### INFORMATION SUPPLIED
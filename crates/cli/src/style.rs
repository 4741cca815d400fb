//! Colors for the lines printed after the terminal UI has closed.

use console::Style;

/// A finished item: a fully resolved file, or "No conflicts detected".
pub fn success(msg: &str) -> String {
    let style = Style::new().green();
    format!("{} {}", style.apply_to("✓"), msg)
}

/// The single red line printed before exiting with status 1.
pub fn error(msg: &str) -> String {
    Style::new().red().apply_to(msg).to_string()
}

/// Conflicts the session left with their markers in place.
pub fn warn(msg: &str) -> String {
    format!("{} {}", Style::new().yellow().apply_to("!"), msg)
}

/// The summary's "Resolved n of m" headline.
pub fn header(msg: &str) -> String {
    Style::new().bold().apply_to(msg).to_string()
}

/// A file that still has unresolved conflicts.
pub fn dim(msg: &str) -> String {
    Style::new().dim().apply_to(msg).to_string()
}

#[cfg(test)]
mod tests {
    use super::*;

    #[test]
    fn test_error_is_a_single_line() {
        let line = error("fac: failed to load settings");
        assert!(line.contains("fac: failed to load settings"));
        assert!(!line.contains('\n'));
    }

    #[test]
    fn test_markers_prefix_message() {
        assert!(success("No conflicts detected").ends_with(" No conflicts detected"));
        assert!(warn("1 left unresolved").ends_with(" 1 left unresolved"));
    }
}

* * *

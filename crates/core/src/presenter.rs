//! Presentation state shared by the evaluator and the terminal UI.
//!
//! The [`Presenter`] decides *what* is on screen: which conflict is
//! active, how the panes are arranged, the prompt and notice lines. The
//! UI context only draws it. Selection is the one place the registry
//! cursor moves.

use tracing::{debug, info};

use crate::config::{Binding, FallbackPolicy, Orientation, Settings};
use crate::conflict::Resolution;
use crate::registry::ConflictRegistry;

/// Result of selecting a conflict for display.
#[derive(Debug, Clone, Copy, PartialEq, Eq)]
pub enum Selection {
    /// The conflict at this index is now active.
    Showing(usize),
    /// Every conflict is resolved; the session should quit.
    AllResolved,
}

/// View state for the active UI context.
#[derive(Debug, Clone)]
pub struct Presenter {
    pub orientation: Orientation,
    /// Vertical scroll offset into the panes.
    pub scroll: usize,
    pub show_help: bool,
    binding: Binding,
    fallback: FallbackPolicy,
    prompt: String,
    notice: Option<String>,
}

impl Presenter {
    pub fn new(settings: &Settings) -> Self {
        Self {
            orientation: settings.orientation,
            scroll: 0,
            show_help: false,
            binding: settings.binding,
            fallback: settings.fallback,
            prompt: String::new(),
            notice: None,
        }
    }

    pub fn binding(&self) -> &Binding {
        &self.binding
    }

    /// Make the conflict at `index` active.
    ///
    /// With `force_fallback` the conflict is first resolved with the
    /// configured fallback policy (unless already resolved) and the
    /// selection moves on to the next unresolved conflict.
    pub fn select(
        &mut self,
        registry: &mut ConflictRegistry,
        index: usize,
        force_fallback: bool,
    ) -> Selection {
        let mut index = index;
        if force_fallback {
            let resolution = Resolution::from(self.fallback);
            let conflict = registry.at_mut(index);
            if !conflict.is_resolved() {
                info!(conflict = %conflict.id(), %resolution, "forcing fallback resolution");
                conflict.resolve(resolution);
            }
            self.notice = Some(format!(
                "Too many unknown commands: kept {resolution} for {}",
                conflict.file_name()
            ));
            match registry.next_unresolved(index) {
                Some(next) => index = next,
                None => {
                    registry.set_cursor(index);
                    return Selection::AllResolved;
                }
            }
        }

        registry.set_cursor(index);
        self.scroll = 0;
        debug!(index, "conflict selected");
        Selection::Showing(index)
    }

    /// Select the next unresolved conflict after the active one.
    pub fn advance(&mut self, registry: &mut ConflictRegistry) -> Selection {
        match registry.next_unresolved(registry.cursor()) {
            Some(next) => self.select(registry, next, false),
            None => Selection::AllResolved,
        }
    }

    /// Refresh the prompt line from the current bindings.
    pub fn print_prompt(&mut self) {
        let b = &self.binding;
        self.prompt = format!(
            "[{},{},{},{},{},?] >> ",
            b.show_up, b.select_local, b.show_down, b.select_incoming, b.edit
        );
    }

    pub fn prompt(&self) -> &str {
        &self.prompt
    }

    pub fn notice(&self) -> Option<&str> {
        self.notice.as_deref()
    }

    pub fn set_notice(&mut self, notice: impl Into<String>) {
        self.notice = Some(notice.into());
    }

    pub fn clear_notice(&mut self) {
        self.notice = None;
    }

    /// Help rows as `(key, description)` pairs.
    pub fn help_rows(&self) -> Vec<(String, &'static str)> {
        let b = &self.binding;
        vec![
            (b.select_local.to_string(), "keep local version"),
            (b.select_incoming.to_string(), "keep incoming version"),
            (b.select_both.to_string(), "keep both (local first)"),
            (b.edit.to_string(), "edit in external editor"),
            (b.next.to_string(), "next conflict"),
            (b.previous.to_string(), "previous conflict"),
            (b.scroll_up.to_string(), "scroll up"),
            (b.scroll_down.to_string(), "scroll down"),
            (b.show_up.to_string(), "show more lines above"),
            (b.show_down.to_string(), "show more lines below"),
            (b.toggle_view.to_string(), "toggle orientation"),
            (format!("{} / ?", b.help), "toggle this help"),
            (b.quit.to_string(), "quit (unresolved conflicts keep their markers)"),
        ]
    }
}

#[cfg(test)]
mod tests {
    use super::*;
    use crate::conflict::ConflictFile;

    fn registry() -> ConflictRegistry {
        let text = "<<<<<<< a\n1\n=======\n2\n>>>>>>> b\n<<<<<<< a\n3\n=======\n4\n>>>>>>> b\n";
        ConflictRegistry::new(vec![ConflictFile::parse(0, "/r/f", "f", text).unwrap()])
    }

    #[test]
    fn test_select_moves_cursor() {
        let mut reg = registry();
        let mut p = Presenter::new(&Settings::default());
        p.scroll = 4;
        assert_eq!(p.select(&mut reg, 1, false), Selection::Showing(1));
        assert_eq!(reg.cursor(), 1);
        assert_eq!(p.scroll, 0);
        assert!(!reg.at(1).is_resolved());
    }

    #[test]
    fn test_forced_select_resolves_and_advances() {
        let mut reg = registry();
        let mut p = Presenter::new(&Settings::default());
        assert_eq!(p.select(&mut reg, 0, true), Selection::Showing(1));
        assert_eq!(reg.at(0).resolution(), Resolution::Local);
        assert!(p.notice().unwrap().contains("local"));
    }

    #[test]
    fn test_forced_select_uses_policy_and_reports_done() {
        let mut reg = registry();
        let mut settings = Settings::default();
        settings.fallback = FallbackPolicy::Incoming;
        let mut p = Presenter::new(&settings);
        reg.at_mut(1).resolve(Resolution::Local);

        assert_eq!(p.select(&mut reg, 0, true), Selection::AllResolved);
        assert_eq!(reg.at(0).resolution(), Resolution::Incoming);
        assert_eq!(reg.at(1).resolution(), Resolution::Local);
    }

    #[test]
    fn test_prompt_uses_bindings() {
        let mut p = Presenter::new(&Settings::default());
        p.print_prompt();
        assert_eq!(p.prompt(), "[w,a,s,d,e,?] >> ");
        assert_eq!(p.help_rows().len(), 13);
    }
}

### WHAT TO WORK ON
Of the lines above, retype only those from the line containing "Make the conflict" through the line containing "pub fn notice(&self)", including both, exactly.

### ANSWER TO THIS PROBLEM
    /// Make the conflict at `index` active.
    ///
    /// With `force_fallback` the conflict is first resolved with the
    /// configured fallback policy (unless already resolved) and the
    /// selection moves on to the next unresolved conflict.
    pub fn select(
        &mut self,
        registry: &mut ConflictRegistry,
        index: usize,
        force_fallback: bool,
    ) -> Selection {
        let mut index = index;
        if force_fallback {
            let resolution = Resolution::from(self.fallback);
            let conflict = registry.at_mut(index);
            if !conflict.is_resolved() {
                info!(conflict = %conflict.id(), %resolution, "forcing fallback resolution");
                conflict.resolve(resolution);
            }
            self.notice = Some(format!(
                "Too many unknown commands: kept {resolution} for {}",
                conflict.file_name()
            ));
            match registry.next_unresolved(index) {
                Some(next) => index = next,
                None => {
                    registry.set_cursor(index);
                    return Selection::AllResolved;
                }
            }
        }

        registry.set_cursor(index);
        self.scroll = 0;
        debug!(index, "conflict selected");
        Selection::Showing(index)
    }

    /// Select the next unresolved conflict after the active one.
    pub fn advance(&mut self, registry: &mut ConflictRegistry) -> Selection {
        match registry.next_unresolved(registry.cursor()) {
            Some(next) => self.select(registry, next, false),
            None => Selection::AllResolved,
        }
    }

    /// Refresh the prompt line from the current bindings.
    pub fn print_prompt(&mut self) {
        let b = &self.binding;
        self.prompt = format!(
            "[{},{},{},{},{},?] >> ",
            b.show_up, b.select_local, b.show_down, b.select_incoming, b.edit
        );
    }

    pub fn prompt(&self) -> &str {
        &self.prompt
    }

    pub fn notice(&self) -> Option<&str> {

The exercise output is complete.